(Stored data entries)

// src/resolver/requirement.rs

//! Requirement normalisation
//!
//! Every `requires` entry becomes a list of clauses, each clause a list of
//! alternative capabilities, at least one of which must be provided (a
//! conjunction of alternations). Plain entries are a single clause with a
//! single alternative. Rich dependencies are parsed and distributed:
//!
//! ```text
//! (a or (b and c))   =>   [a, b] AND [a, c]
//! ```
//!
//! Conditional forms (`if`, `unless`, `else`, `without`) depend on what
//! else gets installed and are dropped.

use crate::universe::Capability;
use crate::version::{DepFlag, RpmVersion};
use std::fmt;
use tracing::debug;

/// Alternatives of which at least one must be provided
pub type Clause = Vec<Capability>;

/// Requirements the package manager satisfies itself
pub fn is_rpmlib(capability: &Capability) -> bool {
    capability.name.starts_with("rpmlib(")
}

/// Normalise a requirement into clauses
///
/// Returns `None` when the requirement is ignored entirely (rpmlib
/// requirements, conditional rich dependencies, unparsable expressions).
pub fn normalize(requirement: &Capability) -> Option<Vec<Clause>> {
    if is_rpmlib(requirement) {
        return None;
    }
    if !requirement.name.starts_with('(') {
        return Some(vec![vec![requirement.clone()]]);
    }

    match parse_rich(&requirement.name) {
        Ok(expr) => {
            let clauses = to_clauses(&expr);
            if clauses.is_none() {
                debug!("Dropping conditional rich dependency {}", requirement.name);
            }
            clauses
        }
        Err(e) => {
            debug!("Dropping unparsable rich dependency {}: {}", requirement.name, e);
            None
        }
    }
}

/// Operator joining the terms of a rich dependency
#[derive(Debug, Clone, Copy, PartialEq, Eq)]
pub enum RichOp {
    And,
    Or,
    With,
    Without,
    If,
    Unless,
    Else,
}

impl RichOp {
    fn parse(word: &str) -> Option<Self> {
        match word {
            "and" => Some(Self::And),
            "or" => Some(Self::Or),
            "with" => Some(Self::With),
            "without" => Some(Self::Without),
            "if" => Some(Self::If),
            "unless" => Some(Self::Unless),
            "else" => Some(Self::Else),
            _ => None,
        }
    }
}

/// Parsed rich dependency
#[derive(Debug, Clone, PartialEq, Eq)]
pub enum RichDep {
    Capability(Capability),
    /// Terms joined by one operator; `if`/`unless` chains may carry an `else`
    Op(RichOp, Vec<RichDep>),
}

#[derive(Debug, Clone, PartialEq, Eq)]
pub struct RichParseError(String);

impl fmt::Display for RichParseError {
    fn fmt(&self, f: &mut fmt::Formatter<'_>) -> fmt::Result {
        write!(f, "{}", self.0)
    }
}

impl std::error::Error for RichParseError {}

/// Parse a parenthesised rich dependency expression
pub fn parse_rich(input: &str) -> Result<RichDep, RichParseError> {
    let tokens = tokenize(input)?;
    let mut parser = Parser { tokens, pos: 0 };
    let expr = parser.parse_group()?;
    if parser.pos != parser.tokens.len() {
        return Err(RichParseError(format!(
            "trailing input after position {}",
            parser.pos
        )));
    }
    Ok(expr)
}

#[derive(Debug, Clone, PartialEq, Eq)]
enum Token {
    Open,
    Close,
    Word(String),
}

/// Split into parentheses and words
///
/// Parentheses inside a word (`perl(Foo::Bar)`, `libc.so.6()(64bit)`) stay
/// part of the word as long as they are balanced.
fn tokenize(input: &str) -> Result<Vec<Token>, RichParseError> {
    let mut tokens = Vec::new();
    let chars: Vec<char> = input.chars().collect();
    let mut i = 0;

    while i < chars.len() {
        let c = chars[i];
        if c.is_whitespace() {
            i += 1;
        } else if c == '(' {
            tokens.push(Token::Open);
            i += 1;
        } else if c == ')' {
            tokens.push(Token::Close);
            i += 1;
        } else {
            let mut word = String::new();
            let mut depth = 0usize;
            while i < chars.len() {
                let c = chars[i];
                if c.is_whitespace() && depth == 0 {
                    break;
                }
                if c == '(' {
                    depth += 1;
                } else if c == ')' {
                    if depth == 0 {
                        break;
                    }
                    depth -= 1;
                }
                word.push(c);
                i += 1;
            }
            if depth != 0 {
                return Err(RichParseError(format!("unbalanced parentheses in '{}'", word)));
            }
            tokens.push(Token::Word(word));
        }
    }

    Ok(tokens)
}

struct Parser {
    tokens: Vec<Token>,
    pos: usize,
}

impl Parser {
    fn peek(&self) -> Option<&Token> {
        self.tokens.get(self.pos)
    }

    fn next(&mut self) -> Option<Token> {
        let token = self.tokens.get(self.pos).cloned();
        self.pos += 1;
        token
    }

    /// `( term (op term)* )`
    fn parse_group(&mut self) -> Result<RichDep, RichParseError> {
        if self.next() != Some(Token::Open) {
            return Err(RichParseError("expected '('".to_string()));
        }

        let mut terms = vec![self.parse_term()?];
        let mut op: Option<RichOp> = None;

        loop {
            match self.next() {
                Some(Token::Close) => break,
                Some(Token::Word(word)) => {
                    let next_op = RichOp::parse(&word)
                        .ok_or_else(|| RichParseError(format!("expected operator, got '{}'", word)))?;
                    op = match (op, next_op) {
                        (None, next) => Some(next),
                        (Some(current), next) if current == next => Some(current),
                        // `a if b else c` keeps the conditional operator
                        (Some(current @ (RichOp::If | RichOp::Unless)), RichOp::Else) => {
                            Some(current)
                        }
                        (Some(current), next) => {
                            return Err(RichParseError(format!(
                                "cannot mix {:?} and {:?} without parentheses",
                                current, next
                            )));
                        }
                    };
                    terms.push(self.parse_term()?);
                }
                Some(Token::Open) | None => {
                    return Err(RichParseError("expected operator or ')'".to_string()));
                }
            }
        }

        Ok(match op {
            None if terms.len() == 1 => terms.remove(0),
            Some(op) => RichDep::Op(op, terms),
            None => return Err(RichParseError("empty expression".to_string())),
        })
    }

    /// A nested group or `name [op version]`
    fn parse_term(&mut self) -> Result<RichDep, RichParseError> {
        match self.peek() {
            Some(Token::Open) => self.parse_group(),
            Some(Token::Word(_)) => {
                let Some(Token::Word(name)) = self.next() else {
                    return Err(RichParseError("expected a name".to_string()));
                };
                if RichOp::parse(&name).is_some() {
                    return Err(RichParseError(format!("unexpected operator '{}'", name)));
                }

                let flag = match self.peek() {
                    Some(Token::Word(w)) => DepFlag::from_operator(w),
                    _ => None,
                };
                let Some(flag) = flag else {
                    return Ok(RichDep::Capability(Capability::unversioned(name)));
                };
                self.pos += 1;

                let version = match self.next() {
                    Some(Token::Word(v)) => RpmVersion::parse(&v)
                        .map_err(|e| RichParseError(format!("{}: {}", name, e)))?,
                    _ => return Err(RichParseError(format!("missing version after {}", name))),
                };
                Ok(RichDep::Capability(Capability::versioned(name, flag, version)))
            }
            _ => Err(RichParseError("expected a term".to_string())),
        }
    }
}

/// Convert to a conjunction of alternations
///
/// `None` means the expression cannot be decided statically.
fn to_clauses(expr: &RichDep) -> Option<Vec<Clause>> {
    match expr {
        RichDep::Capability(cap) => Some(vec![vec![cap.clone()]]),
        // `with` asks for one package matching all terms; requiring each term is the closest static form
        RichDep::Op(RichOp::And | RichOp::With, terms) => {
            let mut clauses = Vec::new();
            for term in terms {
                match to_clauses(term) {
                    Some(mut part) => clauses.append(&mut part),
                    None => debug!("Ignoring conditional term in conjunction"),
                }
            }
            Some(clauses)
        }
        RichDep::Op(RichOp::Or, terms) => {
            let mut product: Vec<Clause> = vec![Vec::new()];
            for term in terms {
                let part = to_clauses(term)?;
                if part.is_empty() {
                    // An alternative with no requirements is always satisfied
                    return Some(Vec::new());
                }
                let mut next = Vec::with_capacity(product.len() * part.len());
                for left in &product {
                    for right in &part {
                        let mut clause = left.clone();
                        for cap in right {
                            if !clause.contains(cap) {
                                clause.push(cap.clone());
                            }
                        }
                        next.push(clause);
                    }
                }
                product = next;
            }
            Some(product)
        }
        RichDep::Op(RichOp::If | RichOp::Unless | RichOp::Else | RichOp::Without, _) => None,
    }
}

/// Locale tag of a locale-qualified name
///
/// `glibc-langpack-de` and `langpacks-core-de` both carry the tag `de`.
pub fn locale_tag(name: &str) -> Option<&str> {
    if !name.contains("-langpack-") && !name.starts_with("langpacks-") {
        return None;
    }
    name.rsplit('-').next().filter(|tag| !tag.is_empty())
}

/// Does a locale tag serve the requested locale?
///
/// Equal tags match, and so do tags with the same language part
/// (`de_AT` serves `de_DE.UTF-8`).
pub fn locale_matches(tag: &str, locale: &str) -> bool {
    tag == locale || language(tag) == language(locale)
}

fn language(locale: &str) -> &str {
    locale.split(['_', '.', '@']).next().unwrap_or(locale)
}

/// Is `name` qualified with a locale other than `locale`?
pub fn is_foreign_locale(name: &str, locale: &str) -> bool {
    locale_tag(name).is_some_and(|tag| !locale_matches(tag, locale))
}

* * *

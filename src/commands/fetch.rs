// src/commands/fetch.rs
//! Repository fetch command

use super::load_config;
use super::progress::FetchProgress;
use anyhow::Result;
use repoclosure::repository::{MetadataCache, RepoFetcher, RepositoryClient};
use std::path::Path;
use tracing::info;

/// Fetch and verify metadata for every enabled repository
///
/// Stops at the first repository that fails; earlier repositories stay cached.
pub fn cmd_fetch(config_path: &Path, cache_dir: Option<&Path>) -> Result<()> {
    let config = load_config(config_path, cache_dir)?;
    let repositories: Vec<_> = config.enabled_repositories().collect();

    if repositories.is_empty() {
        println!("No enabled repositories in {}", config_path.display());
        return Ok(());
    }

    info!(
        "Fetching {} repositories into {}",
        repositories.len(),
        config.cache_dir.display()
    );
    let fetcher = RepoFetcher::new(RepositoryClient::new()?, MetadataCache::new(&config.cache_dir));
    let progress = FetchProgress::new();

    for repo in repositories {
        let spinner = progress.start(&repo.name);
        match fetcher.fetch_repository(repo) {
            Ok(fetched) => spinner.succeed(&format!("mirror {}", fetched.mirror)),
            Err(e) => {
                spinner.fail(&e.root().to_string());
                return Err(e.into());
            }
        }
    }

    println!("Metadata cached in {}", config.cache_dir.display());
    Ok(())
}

(TASK INSTRUCTIONS)
Retrieve each line from the records above where the word "Open" occurs.

(ANSWER BOX)
    Open,
            tokens.push(Token::Open);
        if self.next() != Some(Token::Open) {
                Some(Token::Open) | None => {
            Some(Token::Open) => self.parse_group(),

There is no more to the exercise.